The project has become a way for Jacqui Kenny to visit places that she could never go to herself—the more remote, the better.
Last year, amid the stress of shutting down a company she’d co-founded nearly ten years before, Jacqui Kenny, a New Zealander living in London, began exploring the world on Google Street View. At first, she would pick locales more or less at random, poking around the streets of faraway towns and taking screenshots whenever she stumbled upon a striking image.
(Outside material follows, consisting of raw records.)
pub mod health;
pub mod schedules;

use axum::Router;

use crate::state::AppState;

/// Build the schedule route tree (mounted at the application root).
///
/// ```text
/// /schedules                       GET week view, POST recurring rule
/// /schedules/exceptions            POST override exception
/// /schedules/exceptions/{id}       PUT update times, DELETE remove
/// /schedules/{date}                DELETE cancel the date
/// ```
pub fn api_routes() -> Router<AppState> {
    Router::new().nest("/schedules", schedules::router())
}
Kenny now posts photos from the collection on an Instagram account called Agoraphobic Traveller, a reference to another impetus behind the project: Kenny, who is friendly and witty in conversation, suffers from anxiety that, on a bad day, can make it difficult to leave the house. Contrary to a common misconception, agoraphobia is often less a fear of open spaces than it is a fear of losing control.
Many of the photos share a clear, wide blue sky and look as though they were taken through a sandy haze. At first scroll, it appears as though they all could have been shot in the same place; in fact, they span from Lima, Peru, and Sharjah, U.A.E., to Winslow, Arizona.
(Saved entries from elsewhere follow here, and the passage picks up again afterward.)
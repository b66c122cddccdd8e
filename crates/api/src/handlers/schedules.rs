//! Handlers for the `/schedules` API.
//!
//! Request bodies carry dates and times as strings; all parsing and
//! validation happens here, before any repository call. Body shapes and
//! status codes follow the routes table in `routes/schedules.rs`.

use axum::extract::{Path, Query, State};
use axum::http::StatusCode;
use axum::response::IntoResponse;
use axum::Json;
use chrono::Local;
use serde::Deserialize;
use weekplan_core::parse;
use weekplan_core::schedule::{ExceptionRecord, RecurringRule, ResolvedWeek};
use weekplan_core::week::{resolve_week, week_end_of, week_start_of};
use weekplan_db::models::exception::CreateOverride;
use weekplan_db::models::recurring_schedule::CreateRecurringSchedule;
use weekplan_db::repositories::{ExceptionRepo, RecurringScheduleRepo};

use crate::error::AppResult;
use crate::response::DataResponse;
use crate::state::AppState;

// ---------------------------------------------------------------------------
// Request payloads
// ---------------------------------------------------------------------------

/// Query parameters for the week view (`?date=YYYY-MM-DD`, optional).
#[derive(Debug, Deserialize)]
pub struct WeekParams {
    pub date: Option<String>,
}

/// Body for creating a recurring rule.
#[derive(Debug, Deserialize)]
pub struct CreateRecurringRequest {
    pub day_of_week: i32,
    pub start_time: String,
    pub end_time: String,
}

/// Body for creating an override exception.
#[derive(Debug, Deserialize)]
pub struct CreateExceptionRequest {
    pub date: String,
    pub start_time: String,
    pub end_time: String,
}

/// Body for updating an override exception's times.
#[derive(Debug, Deserialize)]
pub struct UpdateExceptionRequest {
    pub start_time: String,
    pub end_time: String,
}

// ---------------------------------------------------------------------------
// Week view
// ---------------------------------------------------------------------------

/// GET /schedules?date=YYYY-MM-DD
///
/// Resolve the 7-day window (Sunday..Saturday) containing `date`, merging
/// recurring rules with that week's exceptions. `date` defaults to today.
pub async fn get_week(
    State(state): State<AppState>,
    Query(params): Query<WeekParams>,
) -> AppResult<Json<DataResponse<ResolvedWeek>>> {
    let target = match params.date.as_deref() {
        Some(raw) => parse::parse_date(raw)?,
        None => Local::now().date_naive(),
    };

    let week_start = week_start_of(target);
    let week_end = week_end_of(target);

    // Rules are weekday-keyed, exceptions date-keyed; the two reads are
    // independent, so issue them concurrently.
    let (schedules, exceptions) = tokio::try_join!(
        RecurringScheduleRepo::list_all(&state.pool),
        ExceptionRepo::list_in_range(&state.pool, week_start, week_end),
    )?;

    let rules: Vec<RecurringRule> = schedules.iter().map(|s| s.to_rule()).collect();
    let records: Vec<ExceptionRecord> = exceptions
        .iter()
        .map(|e| e.to_record())
        .collect::<Result<_, _>>()?;

    let week = resolve_week(target, &rules, &records);
    Ok(Json(DataResponse { data: week }))
}

// ---------------------------------------------------------------------------
// Recurring rules
// ---------------------------------------------------------------------------

/// POST /schedules
///
/// Create a recurring weekly rule. Fails with 409 `CAPACITY_LIMIT` when
/// the weekday already has 2 rules.
pub async fn create_recurring(
    State(state): State<AppState>,
    Json(input): Json<CreateRecurringRequest>,
) -> AppResult<impl IntoResponse> {
    let day_of_week = parse::validate_day_of_week(input.day_of_week)?;
    let start_time = parse::parse_time(&input.start_time)?;
    let end_time = parse::parse_time(&input.end_time)?;
    parse::validate_time_range(start_time, end_time)?;

    let dto = CreateRecurringSchedule {
        day_of_week,
        start_time,
        end_time,
    };
    let schedule = RecurringScheduleRepo::create(&state.pool, &dto).await?;

    tracing::info!(id = schedule.id, day_of_week, "Recurring schedule created");
    Ok((StatusCode::CREATED, Json(DataResponse { data: schedule })))
}

// ---------------------------------------------------------------------------
// Exceptions
// ---------------------------------------------------------------------------

/// POST /schedules/exceptions
///
/// Create an override exception for one date. Fails with 409
/// `CAPACITY_LIMIT` when the date already has 2 overrides.
pub async fn create_exception(
    State(state): State<AppState>,
    Json(input): Json<CreateExceptionRequest>,
) -> AppResult<impl IntoResponse> {
    let date = parse::parse_date(&input.date)?;
    let start_time = parse::parse_time(&input.start_time)?;
    let end_time = parse::parse_time(&input.end_time)?;
    parse::validate_time_range(start_time, end_time)?;

    let dto = CreateOverride {
        date,
        start_time,
        end_time,
    };
    let exception = ExceptionRepo::create_override(&state.pool, &dto).await?;

    tracing::info!(id = exception.id, %date, "Override exception created");
    Ok((StatusCode::CREATED, Json(DataResponse { data: exception })))
}

/// DELETE /schedules/{date}
///
/// Cancel a date: every exception stored for it is replaced, in one
/// transaction, by a single cancellation marker. The resolver then shows
/// that date as empty.
pub async fn cancel_date(
    State(state): State<AppState>,
    Path(date): Path<String>,
) -> AppResult<impl IntoResponse> {
    let date = parse::parse_date(&date)?;

    let marker = ExceptionRepo::cancel_date(&state.pool, date).await?;

    tracing::info!(id = marker.id, %date, "Date cancelled");
    Ok(Json(DataResponse { data: marker }))
}

/// DELETE /schedules/exceptions/{id}
///
/// Delete one exception row. 404 when the id does not exist.
pub async fn delete_exception(
    State(state): State<AppState>,
    Path(id): Path<i64>,
) -> AppResult<impl IntoResponse> {
    let exception = ExceptionRepo::delete_by_id(&state.pool, id).await?;

    tracing::info!(id, date = %exception.date, "Exception deleted");
    Ok(Json(DataResponse { data: exception }))
}

/// PUT /schedules/exceptions/{id}
///
/// Rewrite the times of one override exception. 404 when the id does not
/// exist or targets a cancellation marker; type and date never change.
pub async fn update_exception(
    State(state): State<AppState>,
    Path(id): Path<i64>,
    Json(input): Json<UpdateExceptionRequest>,
) -> AppResult<impl IntoResponse> {
    let start_time = parse::parse_time(&input.start_time)?;
    let end_time = parse::parse_time(&input.end_time)?;
    parse::validate_time_range(start_time, end_time)?;

    let exception = ExceptionRepo::update_times_by_id(&state.pool, id, start_time, end_time).await?;

    tracing::info!(id, date = %exception.date, "Exception updated");
    Ok(Json(DataResponse { data: exception }))
}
People, when they occasionally appear in these pictures, are either tiny, toy-size figures, dwarfed by the landscape, or their faces are blurred because of Google’s privacy protocols. The scenes are simultaneously revealing and distancing—as if you’re peering into people’s daily lives through a telescope. The Internet is rife with odd, unnerving, and absurd images that people have found on Google Street View—pictures that seem to be evidence of an unruly and unpredictable world.